Until, when he was almost done, Corona did what his even his most critical detractors had not imagined he was capable of. Declaring himself “The Chief Justice of the Supreme Court of the Philippines”, Corona with utmost effrontery walked out of the proceedings and thus put himself above the Senate Impeachment Court he said he would subject himself to and above the very Constitution he had sworn to uphold.

With that, Corona unwittingly revealed to the entire nation, whose sympathy and support he had sought by appearing in the impeachment court, what kind of person and public official he really is. It was absolutely the opposite of what he had tried to paint himself to be. Only the blind and naive could have missed it.

Ironically, it was this inadvertent revelation — as well as the spontaneous outburst of disapproval it elicited — that could prove to be the saving grace of the impeachment trial. For if there was ever any doubt in anybody’s mind that CJ Corona would be capable of such malfeances as blatantly distorting the Court’s en banc’s decision to favor Mrs. Arroyo, then all doubt must have disappeared at that moment.

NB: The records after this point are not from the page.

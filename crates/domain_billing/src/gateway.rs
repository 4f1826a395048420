//! Payment gateway port
//!
//! The gateway collects money through hosted checkout sessions: the caller
//! creates a session for a specific payment purpose and redirects the
//! customer to its URL. Settlement never comes back on this interface; it
//! arrives asynchronously as signed webhook events (see [`crate::webhook`]).
//!
//! Implementations:
//!
//! - **Stripe adapter**: Checkout Sessions over the Stripe HTTP API
//!   (infra_gateway)
//! - **Mock adapter**: records requests in memory for testing

use std::fmt;
use std::str::FromStr;

use async_trait::async_trait;
use serde::{Deserialize, Serialize};

use core_kernel::{DomainPort, HealthCheckable, Money, OrderId, PortError};

use crate::error::BillingError;

/// Which installment a checkout session collects
///
/// The purpose travels to the gateway as session metadata and comes back
/// verbatim in webhook events, which is how settlements are routed.
#[derive(Debug, Clone, Copy, PartialEq, Eq, Serialize, Deserialize)]
#[serde(rename_all = "snake_case")]
pub enum PaymentPurpose {
    /// The upfront deposit installment
    Deposit,
    /// The remaining balance
    FullPayment,
}

impl PaymentPurpose {
    /// Returns the metadata tag used on gateway sessions
    pub fn as_str(&self) -> &'static str {
        match self {
            PaymentPurpose::Deposit => "deposit",
            PaymentPurpose::FullPayment => "full_payment",
        }
    }
}

impl fmt::Display for PaymentPurpose {
    fn fmt(&self, f: &mut fmt::Formatter<'_>) -> fmt::Result {
        write!(f, "{}", self.as_str())
    }
}

impl FromStr for PaymentPurpose {
    type Err = BillingError;

    fn from_str(s: &str) -> Result<Self, Self::Err> {
        match s {
            "deposit" => Ok(PaymentPurpose::Deposit),
            "full_payment" => Ok(PaymentPurpose::FullPayment),
            other => Err(BillingError::UnknownPaymentPurpose(other.to_string())),
        }
    }
}

/// Everything the gateway needs to open a checkout session
#[derive(Debug, Clone, PartialEq, Serialize, Deserialize)]
#[serde(rename_all = "camelCase")]
pub struct CheckoutSessionRequest {
    /// Order the payment belongs to; round-trips through session metadata
    pub order_id: OrderId,
    /// Human-facing order number, shown on the payment page
    pub order_number: String,
    /// Which installment this session collects
    pub purpose: PaymentPurpose,
    /// Amount to collect
    pub amount: Money,
    /// Email the gateway pre-fills and sends its receipt to
    pub customer_email: String,
    /// Line description shown on the payment page
    pub description: String,
}

/// A hosted checkout session created by the gateway
#[derive(Debug, Clone, PartialEq, Serialize, Deserialize)]
#[serde(rename_all = "camelCase")]
pub struct CheckoutSession {
    /// Gateway session identifier, e.g. `cs_...`
    pub id: String,
    /// URL the customer is redirected to
    pub url: String,
}

/// Port for the external payment gateway
#[async_trait]
pub trait PaymentGateway: DomainPort + HealthCheckable {
    /// Opens a hosted checkout session for one installment
    ///
    /// # Arguments
    ///
    /// * `request` - Amount, purpose, and correlation metadata
    ///
    /// # Errors
    ///
    /// Returns a transient `PortError` when the gateway is unreachable or
    /// times out, `Validation` when it rejects the request
    async fn create_checkout_session(
        &self,
        request: CheckoutSessionRequest,
    ) -> Result<CheckoutSession, PortError>;
}

/// Mock implementation of PaymentGateway for testing
///
/// Records every session request and can be scripted to fail, so services
/// can be tested without a gateway account.
#[cfg(any(test, feature = "mock"))]
pub mod mock {
    use super::*;
    use std::sync::Arc;
    use tokio::sync::RwLock;

    use core_kernel::{AdapterHealth, HealthCheckResult};

    /// In-memory mock implementation of PaymentGateway
    #[derive(Debug, Default)]
    pub struct MockPaymentGateway {
        requests: Arc<RwLock<Vec<CheckoutSessionRequest>>>,
        fail_with: Arc<RwLock<Option<PortError>>>,
    }

    impl MockPaymentGateway {
        /// Creates a new mock gateway
        pub fn new() -> Self {
            Self::default()
        }

        /// Makes the next call fail with the given error
        pub async fn fail_with(&self, error: PortError) {
            *self.fail_with.write().await = Some(error);
        }

        /// Returns the session requests seen so far
        pub async fn requests(&self) -> Vec<CheckoutSessionRequest> {
            self.requests.read().await.clone()
        }
    }

    impl DomainPort for MockPaymentGateway {}

    #[async_trait]
    impl HealthCheckable for MockPaymentGateway {
        async fn health_check(&self) -> HealthCheckResult {
            HealthCheckResult {
                adapter_id: "mock-payment-gateway".to_string(),
                status: AdapterHealth::Healthy,
                latency_ms: 0,
                message: Some("Mock adapter always healthy".to_string()),
                checked_at: chrono::Utc::now(),
            }
        }
    }

    #[async_trait]
    impl PaymentGateway for MockPaymentGateway {
        async fn create_checkout_session(
            &self,
            request: CheckoutSessionRequest,
        ) -> Result<CheckoutSession, PortError> {
            if let Some(error) = self.fail_with.write().await.take() {
                return Err(error);
            }

            let mut requests = self.requests.write().await;
            requests.push(request);
            let id = format!("cs_test_{}", requests.len());
            Ok(CheckoutSession {
                url: format!("https://checkout.mock.local/pay/{id}"),
                id,
            })
        }
    }
}

#[cfg(test)]
mod tests {
    use super::mock::MockPaymentGateway;
    use super::*;
    use core_kernel::{Currency, Money};

    fn deposit_request() -> CheckoutSessionRequest {
        CheckoutSessionRequest {
            order_id: OrderId::new(),
            order_number: "PP2507-K4T9ZA".to_string(),
            purpose: PaymentPurpose::Deposit,
            amount: Money::from_minor(135_000, Currency::AUD),
            customer_email: "jane@example.com".to_string(),
            description: "Deposit for order PP2507-K4T9ZA".to_string(),
        }
    }

    #[test]
    fn test_purpose_round_trips_through_metadata_tag() {
        for purpose in [PaymentPurpose::Deposit, PaymentPurpose::FullPayment] {
            assert_eq!(purpose.as_str().parse::<PaymentPurpose>().unwrap(), purpose);
        }
        assert!("instalment".parse::<PaymentPurpose>().is_err());
    }

    #[tokio::test]
    async fn test_mock_gateway_records_requests() {
        let gateway = MockPaymentGateway::new();

        let session = gateway
            .create_checkout_session(deposit_request())
            .await
            .unwrap();

        assert_eq!(session.id, "cs_test_1");
        assert!(session.url.contains(&session.id));
        let requests = gateway.requests().await;
        assert_eq!(requests.len(), 1);
        assert_eq!(requests[0].purpose, PaymentPurpose::Deposit);
    }

    #[tokio::test]
    async fn test_mock_gateway_can_be_scripted_to_fail() {
        let gateway = MockPaymentGateway::new();
        gateway
            .fail_with(PortError::ServiceUnavailable {
                service: "payment-gateway".to_string(),
            })
            .await;

        let result = gateway.create_checkout_session(deposit_request()).await;

        assert!(matches!(result, Err(PortError::ServiceUnavailable { .. })));
        assert!(gateway.requests().await.is_empty());
    }
}
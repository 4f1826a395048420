//! API configuration

use core_kernel::{Timezone, UnknownTimezone, DEFAULT_DEPOSIT_PERCENT};
use serde::Deserialize;

/// API configuration
///
/// Every field except the two gateway secrets carries a default, so a
/// mostly-bare environment still deserializes; see [`ApiConfig::from_env`].
#[derive(Debug, Clone, Deserialize)]
pub struct ApiConfig {
    /// Server host
    #[serde(default = "default_host")]
    pub host: String,
    /// Server port
    #[serde(default = "default_port")]
    pub port: u16,
    /// Database URL
    #[serde(default = "default_database_url")]
    pub database_url: String,
    /// Stripe secret API key
    pub stripe_secret_key: String,
    /// Webhook endpoint secret for signature verification
    pub webhook_secret: String,
    /// Bearer token guarding the cron trigger; unset disables the endpoint
    #[serde(default)]
    pub cron_secret: Option<String>,
    /// URL customers land on after a successful checkout
    #[serde(default = "default_success_url")]
    pub checkout_success_url: String,
    /// URL customers land on after abandoning checkout
    #[serde(default = "default_cancel_url")]
    pub checkout_cancel_url: String,
    /// IANA timezone of the venue's calendar
    #[serde(default = "default_timezone")]
    pub business_timezone: String,
    /// Days before the party that the balance-due notice goes out
    #[serde(default = "default_payment_due_days")]
    pub payment_due_days: u32,
    /// Deposit percentage applied to every order
    #[serde(default = "default_deposit_percent")]
    pub deposit_percent: u8,
    /// Log level
    #[serde(default = "default_log_level")]
    pub log_level: String,
}

fn default_host() -> String {
    "0.0.0.0".to_string()
}

fn default_port() -> u16 {
    8080
}

fn default_database_url() -> String {
    "postgres://localhost/party_palace".to_string()
}

fn default_success_url() -> String {
    "https://partypalace.example/booking/success".to_string()
}

fn default_cancel_url() -> String {
    "https://partypalace.example/booking/cancelled".to_string()
}

fn default_timezone() -> String {
    "Australia/Brisbane".to_string()
}

fn default_payment_due_days() -> u32 {
    3
}

fn default_deposit_percent() -> u8 {
    DEFAULT_DEPOSIT_PERCENT
}

fn default_log_level() -> String {
    "info".to_string()
}

impl Default for ApiConfig {
    fn default() -> Self {
        Self {
            host: default_host(),
            port: default_port(),
            database_url: default_database_url(),
            stripe_secret_key: String::new(),
            webhook_secret: String::new(),
            cron_secret: None,
            checkout_success_url: default_success_url(),
            checkout_cancel_url: default_cancel_url(),
            business_timezone: default_timezone(),
            payment_due_days: default_payment_due_days(),
            deposit_percent: default_deposit_percent(),
            log_level: default_log_level(),
        }
    }
}

impl ApiConfig {
    /// Loads configuration from environment
    ///
    /// Only `API_STRIPE_SECRET_KEY` and `API_WEBHOOK_SECRET` are required;
    /// every other field falls back to its default when unset.
    pub fn from_env() -> Result<Self, config::ConfigError> {
        config::Config::builder()
            .add_source(config::Environment::with_prefix("API"))
            .build()?
            .try_deserialize()
    }

    /// Returns the server address
    pub fn server_addr(&self) -> String {
        format!("{}:{}", self.host, self.port)
    }

    /// Parses the configured business timezone
    pub fn timezone(&self) -> Result<Timezone, UnknownTimezone> {
        self.business_timezone.parse()
    }
}

#[cfg(test)]
mod tests {
    use super::*;

    #[test]
    fn test_default_timezone_parses() {
        let config = ApiConfig::default();
        assert!(config.timezone().is_ok());
        assert_eq!(config.server_addr(), "0.0.0.0:8080");
    }

    #[test]
    fn test_unknown_timezone_is_rejected() {
        let config = ApiConfig {
            business_timezone: "Mars/Olympus_Mons".to_string(),
            ..ApiConfig::default()
        };
        assert!(config.timezone().is_err());
    }

    #[test]
    fn test_only_the_secrets_are_required() {
        let config: ApiConfig = config::Config::builder()
            .add_source(config::File::from_str(
                "stripe_secret_key = \"sk_test_abc\"\nwebhook_secret = \"whsec_abc\"",
                config::FileFormat::Toml,
            ))
            .build()
            .unwrap()
            .try_deserialize()
            .unwrap();

        assert_eq!(config.port, 8080);
        assert_eq!(config.business_timezone, "Australia/Brisbane");
        assert_eq!(config.deposit_percent, DEFAULT_DEPOSIT_PERCENT);
        assert!(config.cron_secret.is_none());
        assert_eq!(config.stripe_secret_key, "sk_test_abc");
    }

    #[test]
    fn test_missing_secrets_fail_deserialization() {
        let result = config::Config::builder()
            .build()
            .unwrap()
            .try_deserialize::<ApiConfig>();
        assert!(result.is_err());
    }
}
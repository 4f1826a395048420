//! Database connection pool management
//!
//! Connection pool configuration and creation for PostgreSQL using SQLx.
//! The pool is shared by every repository; webhook handling sits on the
//! request path, so the acquire timeout is kept short.

use std::str::FromStr;
use std::time::Duration;

use sqlx::postgres::{PgConnectOptions, PgPool, PgPoolOptions};
use tracing::info;

use crate::error::DatabaseError;

/// Type alias for the PostgreSQL connection pool
pub type DatabasePool = PgPool;

/// Configuration options for the database connection pool
///
/// # Example
///
/// ```rust
/// use std::time::Duration;
/// use infra_db::DatabaseConfig;
///
/// let config = DatabaseConfig::new("postgres://localhost/party_palace")
///     .max_connections(20)
///     .acquire_timeout(Duration::from_secs(10));
/// ```
#[derive(Debug, Clone)]
pub struct DatabaseConfig {
    /// PostgreSQL connection string
    pub url: String,
    /// Name reported in `pg_stat_activity`
    pub application_name: String,
    /// Maximum number of connections in the pool
    pub max_connections: u32,
    /// Minimum number of connections to maintain
    pub min_connections: u32,
    /// How long to wait for a free connection
    pub acquire_timeout: Duration,
    /// Maximum lifetime of a connection
    pub max_lifetime: Duration,
}

impl DatabaseConfig {
    /// Creates a new database configuration with the given connection URL
    /// and sensible defaults
    pub fn new(url: impl Into<String>) -> Self {
        Self {
            url: url.into(),
            application_name: "party-palace".to_string(),
            max_connections: 10,
            min_connections: 2,
            acquire_timeout: Duration::from_secs(5),
            max_lifetime: Duration::from_secs(30 * 60),
        }
    }

    /// Sets the name reported in `pg_stat_activity`
    pub fn application_name(mut self, name: impl Into<String>) -> Self {
        self.application_name = name.into();
        self
    }

    /// Sets the maximum number of connections in the pool
    pub fn max_connections(mut self, max: u32) -> Self {
        self.max_connections = max;
        self
    }

    /// Sets the minimum number of connections to maintain
    pub fn min_connections(mut self, min: u32) -> Self {
        self.min_connections = min;
        self
    }

    /// Sets how long to wait for a free connection
    pub fn acquire_timeout(mut self, timeout: Duration) -> Self {
        self.acquire_timeout = timeout;
        self
    }

    /// Sets the maximum lifetime of a connection
    pub fn max_lifetime(mut self, lifetime: Duration) -> Self {
        self.max_lifetime = lifetime;
        self
    }
}

impl Default for DatabaseConfig {
    fn default() -> Self {
        Self::new("postgres://localhost/party_palace")
    }
}

/// Creates a database connection pool with the given configuration
///
/// # Errors
///
/// Returns `DatabaseError::ConnectionFailed` if the URL does not parse or
/// the pool cannot connect
pub async fn create_pool(config: DatabaseConfig) -> Result<DatabasePool, DatabaseError> {
    info!(
        max_connections = config.max_connections,
        min_connections = config.min_connections,
        "Creating database pool"
    );

    let options = PgConnectOptions::from_str(&config.url)
        .map_err(|e| DatabaseError::ConnectionFailed(e.to_string()))?
        .application_name(&config.application_name);

    let pool = PgPoolOptions::new()
        .max_connections(config.max_connections)
        .min_connections(config.min_connections)
        .acquire_timeout(config.acquire_timeout)
        .max_lifetime(config.max_lifetime)
        .connect_with(options)
        .await
        .map_err(|e| DatabaseError::ConnectionFailed(e.to_string()))?;

    info!("Database pool created successfully");
    Ok(pool)
}

/// Creates a connection pool from a URL string with default settings
pub async fn create_pool_from_url(url: &str) -> Result<DatabasePool, DatabaseError> {
    create_pool(DatabaseConfig::new(url)).await
}
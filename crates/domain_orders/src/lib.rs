//! Order domain for party bookings
//!
//! This crate owns the order aggregate, the money-facing half of a booking.
//! A booking creates one order; the payment gateway's webhook settlements
//! then move it through its lifecycle:
//!
//! ```text
//!          deposit paid          balance paid
//!   new ----------------> confirmed ----------> completed
//!    |                     |     ^                  |
//!    | checkout            |     +- partial refund -+
//!    | expired             | full refund            | full refund
//!    v                     v                        v
//! cancelled            cancelled                cancelled
//! ```
//!
//! Also here: order number generation (`PP{YYMM}-{6 base36}`) and the
//! catalog read models whose prices are snapshotted onto orders at intake.

pub mod catalog;
pub mod error;
pub mod events;
pub mod number;
pub mod order;

pub use catalog::{Activity, OrderItem, OrderItemKind, Package};
pub use error::OrderError;
pub use events::OrderEvent;
pub use number::OrderNumber;
pub use order::{Order, OrderStatus, Pricing};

For the impeachment trial to have not gone to waste, it would not be enough to conclude that CJ Corona indeed had deliberately misdeclared his SALN to conceal his financial transactions and his wealth. Corona had argued as much and indeed it is a persuasive argument that such is not necessarily an impeachable offense.

Yet in the end Corona displayed the same arrogance and abuse of power, pitting himself and the SC he arrogates to be his own, against the Senate and HOR, above the law, in the very same way he did when he mobilized the Court and misused his powers to flout the Justice Department’s Watch List Order against the Arroyos.

Now that is absolutely and irrefutably an impeachable offense for which Corona should be adjudged unfit to remain Chief Justice of the Supreme Court.